** ENTRIES SUPPLIED follows **
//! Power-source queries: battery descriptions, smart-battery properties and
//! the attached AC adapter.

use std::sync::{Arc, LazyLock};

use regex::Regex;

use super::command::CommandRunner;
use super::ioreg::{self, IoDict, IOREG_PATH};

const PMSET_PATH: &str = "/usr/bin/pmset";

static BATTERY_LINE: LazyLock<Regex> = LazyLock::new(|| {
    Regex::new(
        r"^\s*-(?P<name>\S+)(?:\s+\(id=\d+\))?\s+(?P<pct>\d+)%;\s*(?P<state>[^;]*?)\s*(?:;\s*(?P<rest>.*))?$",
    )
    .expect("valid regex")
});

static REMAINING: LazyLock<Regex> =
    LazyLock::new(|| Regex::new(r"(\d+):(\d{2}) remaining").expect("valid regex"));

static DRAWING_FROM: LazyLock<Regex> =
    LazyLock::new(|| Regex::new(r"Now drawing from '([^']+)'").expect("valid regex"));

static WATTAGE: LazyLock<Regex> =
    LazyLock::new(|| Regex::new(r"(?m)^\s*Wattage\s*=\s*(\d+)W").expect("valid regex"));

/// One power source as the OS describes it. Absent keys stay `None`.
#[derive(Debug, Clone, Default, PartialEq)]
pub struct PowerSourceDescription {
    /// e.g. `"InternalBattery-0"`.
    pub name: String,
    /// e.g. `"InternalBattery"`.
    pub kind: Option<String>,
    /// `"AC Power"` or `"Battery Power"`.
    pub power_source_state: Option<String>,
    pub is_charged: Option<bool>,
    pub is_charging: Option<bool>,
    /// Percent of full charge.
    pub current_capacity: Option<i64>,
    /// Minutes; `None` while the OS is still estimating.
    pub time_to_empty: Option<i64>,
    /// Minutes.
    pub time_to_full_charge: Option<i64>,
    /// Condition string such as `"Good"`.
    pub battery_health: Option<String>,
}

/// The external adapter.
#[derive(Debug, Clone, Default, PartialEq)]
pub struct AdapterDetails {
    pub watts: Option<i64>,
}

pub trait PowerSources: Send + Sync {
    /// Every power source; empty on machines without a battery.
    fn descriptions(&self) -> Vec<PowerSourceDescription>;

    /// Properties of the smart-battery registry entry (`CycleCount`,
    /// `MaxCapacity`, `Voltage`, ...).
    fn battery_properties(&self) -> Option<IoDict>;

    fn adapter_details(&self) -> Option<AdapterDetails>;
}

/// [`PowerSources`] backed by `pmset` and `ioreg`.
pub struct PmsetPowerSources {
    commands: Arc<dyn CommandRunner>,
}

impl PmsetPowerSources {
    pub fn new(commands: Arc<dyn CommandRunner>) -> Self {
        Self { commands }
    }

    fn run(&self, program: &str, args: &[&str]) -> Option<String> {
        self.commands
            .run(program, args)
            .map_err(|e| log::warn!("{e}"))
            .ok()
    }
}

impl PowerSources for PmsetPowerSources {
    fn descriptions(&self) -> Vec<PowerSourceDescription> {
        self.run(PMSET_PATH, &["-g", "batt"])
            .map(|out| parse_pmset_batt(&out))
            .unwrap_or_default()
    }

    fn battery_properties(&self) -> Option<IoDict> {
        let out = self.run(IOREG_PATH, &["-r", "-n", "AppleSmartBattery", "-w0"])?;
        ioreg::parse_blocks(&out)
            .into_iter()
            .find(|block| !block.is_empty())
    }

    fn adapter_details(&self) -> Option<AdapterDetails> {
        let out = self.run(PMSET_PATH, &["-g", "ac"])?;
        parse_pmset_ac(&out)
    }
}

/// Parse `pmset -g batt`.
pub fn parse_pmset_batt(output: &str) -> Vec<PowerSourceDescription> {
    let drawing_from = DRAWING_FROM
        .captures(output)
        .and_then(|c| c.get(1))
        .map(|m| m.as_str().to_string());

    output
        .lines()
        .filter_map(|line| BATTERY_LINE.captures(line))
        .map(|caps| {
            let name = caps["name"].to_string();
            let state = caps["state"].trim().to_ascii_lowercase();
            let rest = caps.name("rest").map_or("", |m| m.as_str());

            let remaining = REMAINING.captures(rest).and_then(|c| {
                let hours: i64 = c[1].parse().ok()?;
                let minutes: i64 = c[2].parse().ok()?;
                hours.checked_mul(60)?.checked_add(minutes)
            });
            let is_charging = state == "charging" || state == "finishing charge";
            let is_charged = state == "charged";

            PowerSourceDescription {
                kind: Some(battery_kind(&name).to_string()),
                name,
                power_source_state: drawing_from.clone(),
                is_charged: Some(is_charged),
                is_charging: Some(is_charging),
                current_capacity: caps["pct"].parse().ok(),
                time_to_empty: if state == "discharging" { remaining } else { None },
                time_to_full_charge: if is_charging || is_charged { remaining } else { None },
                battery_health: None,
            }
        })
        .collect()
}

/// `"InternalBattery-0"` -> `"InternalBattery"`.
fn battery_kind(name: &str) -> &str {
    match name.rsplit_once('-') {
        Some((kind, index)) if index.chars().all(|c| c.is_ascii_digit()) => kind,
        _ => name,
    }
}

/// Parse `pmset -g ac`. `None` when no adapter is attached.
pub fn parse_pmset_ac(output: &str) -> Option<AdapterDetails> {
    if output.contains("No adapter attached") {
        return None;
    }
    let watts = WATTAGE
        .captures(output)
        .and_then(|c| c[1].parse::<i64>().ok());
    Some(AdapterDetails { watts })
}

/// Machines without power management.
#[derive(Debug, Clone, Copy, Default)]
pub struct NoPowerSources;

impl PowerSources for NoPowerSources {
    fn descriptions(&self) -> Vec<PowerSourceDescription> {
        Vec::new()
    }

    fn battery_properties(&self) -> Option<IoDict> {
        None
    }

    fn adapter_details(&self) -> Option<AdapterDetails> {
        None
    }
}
** End of ENTRIES SUPPLIED **
● **WORK TO BE COMPLETED**:
Exactly as they appear, output the line holding "let watts = WATTAGE" and all lines after it through the end of the listing above, and only those.

● **EXERCISE SOLUTION**:
    let watts = WATTAGE
        .captures(output)
        .and_then(|c| c[1].parse::<i64>().ok());
    Some(AdapterDetails { watts })
}

/// Machines without power management.
#[derive(Debug, Clone, Copy, Default)]
pub struct NoPowerSources;

impl PowerSources for NoPowerSources {
    fn descriptions(&self) -> Vec<PowerSourceDescription> {
        Vec::new()
    }

    fn battery_properties(&self) -> Option<IoDict> {
        None
    }

    fn adapter_details(&self) -> Option<AdapterDetails> {
        None
    }
}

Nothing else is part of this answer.